Dexmedetomidine Versus Fentanyl as Adjuvants to Bupivacaine in Ultrasound Guided Transversus Abdominis Plane Block

Not Applicable

• Conditions: Pain
• Interventions: Drug: Dexmedetomidine; Drug: Bupivacaine; Drug: Fentanyl

• Registration Number: NCT04318158
• Lead Sponsor: Beni-Suef University

Brief Summary

The aim and objective of this study is to compare dexmedetomidine and fentanyl as adjuvants to bupivacaine in ultrasound guided TAP block analgesia in patients undergoing radical cystectomy as regarding postoperative analgesic efficacy.

Detailed Description

Radical cystectomy with pelvic lymph node dissection is the gold standard treatment for muscle invasive bladder cancer and is associated with a high risk of complications. Management of the postoperative pain is important to decrease the length of stay in the hospital and the risk of morbidity. Multimodal analgesia management is utilized for pain observed in the postoperative period.As part of a multimodal analgesic regimen, a peripheral nerve block can decrease opioid consumption, providing more effective analgesia with fewer adverse effects.TAP block is a relatively new regional anesthesia technique that provides analgesia to the parietal peritoneum, as well as skin and muscles of the lower anterior abdominal wall.
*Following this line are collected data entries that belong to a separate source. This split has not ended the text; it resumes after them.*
//! The solar system: an ordered, doubly-linked collection of planets.
//!
//! ## Architecture
//!
//! - **Slab**: owns every `PlanetNode`; slab keys serve as link pointers
//! - **Chain**: head/tail/length bookkeeping over the slab
//!
//! Nodes are created only by [`SolarSystem::add`] and destroyed only by
//! [`SolarSystem::remove`]. Sorting rewires links and never moves a planet
//! between slab slots.
//!
//! ## Example
//!
//! ```
//! use solar_system::SolarSystem;
//! use solar_system::types::Planet;
//!
//! let mut system = SolarSystem::new();
//! system.add(Planet::new("A", 100_000_000, 0, 0));
//! system.add(Planet::new("B", 300_000_000, 0, 0));
//! system.add(Planet::new("C", 200_000_000, 0, 0));
//!
//! system.sort_by_distance();
//!
//! let names: Vec<&str> = system.iter().map(|p| p.name()).collect();
//! assert_eq!(names, ["A", "C", "B"]);
//! ```

use std::cmp::Ordering;
use std::iter::FusedIterator;

use sha2::{Digest, Sha256};
use slab::Slab;
use tracing::{debug, trace};

use crate::error::{Error, Result};
use crate::system::{Chain, PlanetNode, SortKey, SortReport};
use crate::types::Planet;

/// An ordered collection of planets backed by a doubly-linked list.
///
/// Not designed for concurrent mutation: callers that share a system
/// across threads must serialize access externally.
#[derive(Debug, Default)]
pub struct SolarSystem {
    /// Node storage
    nodes: Slab<PlanetNode>,

    /// Link metadata
    chain: Chain,
}

impl SolarSystem {
    /// Create a new empty solar system
    pub fn new() -> Self {
        Self {
            nodes: Slab::new(),
            chain: Chain::new(),
        }
    }

    /// Create a solar system with pre-allocated node storage
    ///
    /// # Example
    ///
    /// ```
    /// use solar_system::SolarSystem;
    ///
    /// let system = SolarSystem::with_capacity(16);
    /// assert!(system.capacity() >= 16);
    /// ```
    pub fn with_capacity(capacity: usize) -> Self {
        Self {
            nodes: Slab::with_capacity(capacity),
            chain: Chain::new(),
        }
    }

    // ========================================================================
    // Capacity and Size
    // ========================================================================

    #[inline]
    pub fn capacity(&self) -> usize {
        self.nodes.capacity()
    }

    /// Number of planets in the system
    #[inline]
    pub fn len(&self) -> usize {
        self.chain.len
    }

    #[inline]
    pub fn is_empty(&self) -> bool {
        self.chain.is_empty()
    }

    /// The planet at the head, if any
    pub fn first(&self) -> Option<&Planet> {
        self.chain.head.map(|key| &self.nodes[key].planet)
    }

    /// The planet at the tail, if any
    pub fn last(&self) -> Option<&Planet> {
        self.chain.tail.map(|key| &self.nodes[key].planet)
    }

    // ========================================================================
    // Structural Operations
    // ========================================================================

    /// Append a planet at the tail
    pub fn add(&mut self, planet: Planet) {
        debug!(planet = planet.name(), len = self.len() + 1, "adding planet");

        let key = self.nodes.insert(PlanetNode::new(planet));
        self.chain.push_back(key, &mut self.nodes);
    }

    /// Remove the first planet (from the head) equal to `planet`
    ///
    /// # Returns
    ///
    /// `true` if a planet was removed, `false` if none matched. The system
    /// is unchanged when nothing matches.
    ///
    /// # Example
    ///
    /// ```
    /// use solar_system::SolarSystem;
    /// use solar_system::types::Planet;
    ///
    /// let pluto = Planet::new("Pluto", 3_948_000_000, 15_330_000_000, 5);
    /// let mut system = SolarSystem::new();
    /// system.add(pluto.clone());
    ///
    /// assert!(system.remove(&pluto));
    /// assert!(!system.remove(&pluto));
    /// assert!(system.is_empty());
    /// ```
    pub fn remove(&mut self, planet: &Planet) -> bool {
        self.try_remove(planet).is_ok()
    }

    /// Remove the first planet equal to `planet`, returning the stored value
    ///
    /// # Errors
    ///
    /// [`Error::NotFound`] if no planet matches.
    pub fn try_remove(&mut self, planet: &Planet) -> Result<Planet> {
        let Some(key) = self.find_key(planet) else {
            debug!(planet = planet.name(), "planet not found for removal");
            return Err(Error::NotFound(planet.name().to_string()));
        };

        self.chain.unlink(key, &mut self.nodes);
        let removed = self.nodes.remove(key).into_planet();

        debug!(planet = removed.name(), len = self.len(), "removed planet");
        Ok(removed)
    }

    /// Remove every planet
    pub fn clear(&mut self) {
        self.nodes.clear();
        self.chain = Chain::new();
    }

    // ========================================================================
    // Lookup
    // ========================================================================

    /// Linear scan from the head for the first node equal to `planet`
    fn find_key(&self, planet: &Planet) -> Option<usize> {
        let mut cursor = self.chain.head;
        while let Some(key) = cursor {
            let node = &self.nodes[key];
            if node.planet == *planet {
                return Some(key);
            }
            cursor = node.next;
        }
        None
    }

    /// Check if a planet equal to `planet` is in the system
    pub fn contains(&self, planet: &Planet) -> bool {
        self.find_key(planet).is_some()
    }

    /// Position (from the head) of the first planet equal to `planet`
    pub fn position(&self, planet: &Planet) -> Option<usize> {
        self.iter().position(|p| p == planet)
    }

    // ========================================================================
    // Sorting
    // ========================================================================

    /// Sort in place with a caller-supplied ordering rule
    ///
    /// Repeated exchange passes: each pass walks head to tail comparing
    /// adjacent planets, and exchanges a pair whenever the rule says the
    /// first belongs after the second. Passes repeat until one makes no
    /// exchange. Equal planets are never exchanged, so the sort is stable.
    ///
    /// Fewer than two planets is a no-op.
    ///
    /// # Example
    ///
    /// ```
    /// use solar_system::SolarSystem;
    /// use solar_system::types::Planet;
    ///
    /// let mut system: SolarSystem = [
    ///     Planet::new("Saturn", 0, 0, 146),
    ///     Planet::new("Earth", 0, 0, 1),
    /// ].into_iter().collect();
    ///
    /// // Most moons first
    /// let report = system.sort(|a, b| b.moons().cmp(&a.moons()));
    ///
    /// assert_eq!(report.exchanges, 0);
    /// assert_eq!(system.first().unwrap().name(), "Saturn");
    /// ```
    pub fn sort<F>(&mut self, mut rule: F) -> SortReport
    where
        F: FnMut(&Planet, &Planet) -> Ordering,
    {
        let mut report = SortReport::default();
        if self.len() < 2 {
            return report;
        }

        loop {
            report.passes += 1;
            let mut exchanged = 0;
            let mut current = self.chain.head;

            while let Some(key) = current {
                let Some(next) = self.nodes[key].next else {
                    break;
                };

                report.comparisons += 1;
                if rule(&self.nodes[key].planet, &self.nodes[next].planet) == Ordering::Greater {
                    // `key` moves one step toward the tail; keep following it
                    self.chain.swap_with_next(key, &mut self.nodes);
                    exchanged += 1;
                } else {
                    current = Some(next);
                }
            }

            trace!(pass = report.passes, exchanged, "sort pass complete");
            report.exchanges += exchanged;

            if exchanged == 0 {
                break;
            }
        }

        debug!(
            len = self.len(),
            passes = report.passes,
            comparisons = report.comparisons,
            exchanges = report.exchanges,
            "sorted solar system"
        );
        report
    }

    /// Sort by one of the named ordering rules
    pub fn sort_with(&mut self, key: SortKey) -> SortReport {
        debug!(%key, "sorting by named rule");
        self.sort(|a, b| key.compare(a, b))
    }

    /// Sort by ascending distance from the sun
    pub fn sort_by_distance(&mut self) -> SortReport {
        self.sort_with(SortKey::Distance)
    }

    /// Sort by ascending day length
    pub fn sort_by_day_length(&mut self) -> SortReport {
        self.sort_with(SortKey::DayLength)
    }

    /// Sort by ascending moon count
    pub fn sort_by_moon_count(&mut self) -> SortReport {
        self.sort_with(SortKey::MoonCount)
    }

    /// Check that no adjacent pair is out of order under `rule`
    pub fn is_sorted_by<F>(&self, mut rule: F) -> bool
    where
        F: FnMut(&Planet, &Planet) -> Ordering,
    {
        let mut iter = self.iter();
        let Some(mut prev) = iter.next() else {
            return true;
        };
        for planet in iter {
            if rule(prev, planet) == Ordering::Greater {
                return false;
            }
            prev = planet;
        }
        true
    }

    // ========================================================================
    // Traversal and Verification
    // ========================================================================

    /// Iterate over the planets from head to tail
    ///
    /// The iterator is double-ended; `.rev()` walks tail to head.
    pub fn iter(&self) -> Iter<'_> {
        Iter {
            nodes: &self.nodes,
            front: self.chain.head,
            back: self.chain.tail,
            remaining: self.chain.len,
        }
    }

    /// Verify the structural invariants of the underlying list
    pub fn validate(&self) -> Result<()> {
        self.chain.validate(&self.nodes)
    }

    /// SHA-256 over the canonical encoding of every planet, in order
    ///
    /// Equal ordered contents give equal roots regardless of how the
    /// system got there.
    pub fn state_root(&self) -> [u8; 32] {
        let mut hasher = Sha256::new();
        let mut buf = Vec::with_capacity(64);

        hasher.update((self.len() as u64).to_le_bytes());
        for planet in self.iter() {
            buf.clear();
            planet.encode_into(&mut buf);
            hasher.update(&buf);
        }

        let result = hasher.finalize();
        let mut root = [0u8; 32];
        root.copy_from_slice(&result);
        root
    }

    /// State root as a hex string
    pub fn state_root_hex(&self) -> String {
        hex::encode(self.state_root())
    }
}

impl FromIterator<Planet> for SolarSystem {
    fn from_iter<I: IntoIterator<Item = Planet>>(iter: I) -> Self {
        let mut system = SolarSystem::new();
        system.extend(iter);
        system
    }
}

impl Extend<Planet> for SolarSystem {
    fn extend<I: IntoIterator<Item = Planet>>(&mut self, iter: I) {
        for planet in iter {
            self.add(planet);
        }
    }
}

impl<'a> IntoIterator for &'a SolarSystem {
    type Item = &'a Planet;
    type IntoIter = Iter<'a>;

    fn into_iter(self) -> Self::IntoIter {
        self.iter()
    }
}

// ============================================================================
// Iterator
// ============================================================================

/// Head-to-tail iterator over the planets of a [`SolarSystem`].
#[derive(Debug, Clone)]
pub struct Iter<'a> {
    nodes: &'a Slab<PlanetNode>,
    front: Option<usize>,
    back: Option<usize>,
    remaining: usize,
}

impl<'a> Iterator for Iter<'a> {
    type Item = &'a Planet;

    #[inline]
    fn next(&mut self) -> Option<Self::Item> {
        if self.remaining == 0 {
            return None;
        }
        let node = &self.nodes[self.front?];
        self.front = node.next;
        self.remaining -= 1;
        Some(&node.planet)
    }

    #[inline]
    fn size_hint(&self) -> (usize, Option<usize>) {
        (self.remaining, Some(self.remaining))
    }
}

impl DoubleEndedIterator for Iter<'_> {
    #[inline]
    fn next_back(&mut self) -> Option<Self::Item> {
        if self.remaining == 0 {
            return None;
        }
        let node = &self.nodes[self.back?];
        self.back = node.prev;
        self.remaining -= 1;
        Some(&node.planet)
    }
}

impl ExactSizeIterator for Iter<'_> {}

impl FusedIterator for Iter<'_> {}

// ============================================================================
// Unit Tests
// ============================================================================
Dexmedetomidine and fentanyl have been used as adjuvants to local anesthetics in different surgeries to provide superior analgesia and to improve the duration of the block.

Study Timeline

• Status Verified: 2020-03
• Study First Submitted: 2020-03-19
• Study First Submitted QC: 2020-03-20
• Last Update Submitted: 2020-03-20
• Study First Posted: 2020-03-23
• Last Update Posted: 2020-03-23
• Study Start: 2020-04
• Primary Completion: 2021-04
• Study Completion: 2021-05

Recruitment & Eligibility

• Status: UNKNOWN
• Sex: All
• Target Recruitment: 60

Inclusion Criteria

• Both sexes.
• ASA grade I and II.
• Age between 50-70 years.
• Elective open radical cystectomy.

Exclusion Criteria

• Any history or signs of cardiac, hepatic and renal failure.
• Patients with coagulopathy or under anticoagulation therapy.
• Infection near the site of needle insertion.
• Morbid obesity (BMI>40 kg/m2).
• History of allergic reactions to any of the study medications.
• Previous abdominal surgery.
• Patients with any neurological or neuromuscular disorder or history of seizures.

Study & Design

• Study Type: INTERVENTIONAL
• Study Design: PARALLEL

Arm && Interventions

Group	Intervention	Description
Group(BD)	Dexmedetomidine	Patients will receive single shot US guided TAP block using 20 ml bupivacaine 0.25% + 50 µg dexmedetomedine on each side.
Group(B)	Bupivacaine	Patients will receive single shot US guided TAP block using 20 ml bupivacaine 0.25% on each side.
Group(BF)	Fentanyl	Patients will receive single shot US guided TAP block using 20 ml bupivacaine 0.25% + 50 µg fentanyl on each side.

Primary Outcome Measures

Name	Time	Method
The time for first rescue analgesia after the TAP block.	first 24 hours after block.	Postoperative analgesia duration.

Secondary Outcome Measures

Name	Time	Method
the total dose of rescue analgesia after TAP bock.	first 24 hours after block.	Postoperative analgesia consumption.
VAS for pain.	0, 2, 4, 6, 12 and 24 hours postoperatively.	Postoperative pain at rest and movement.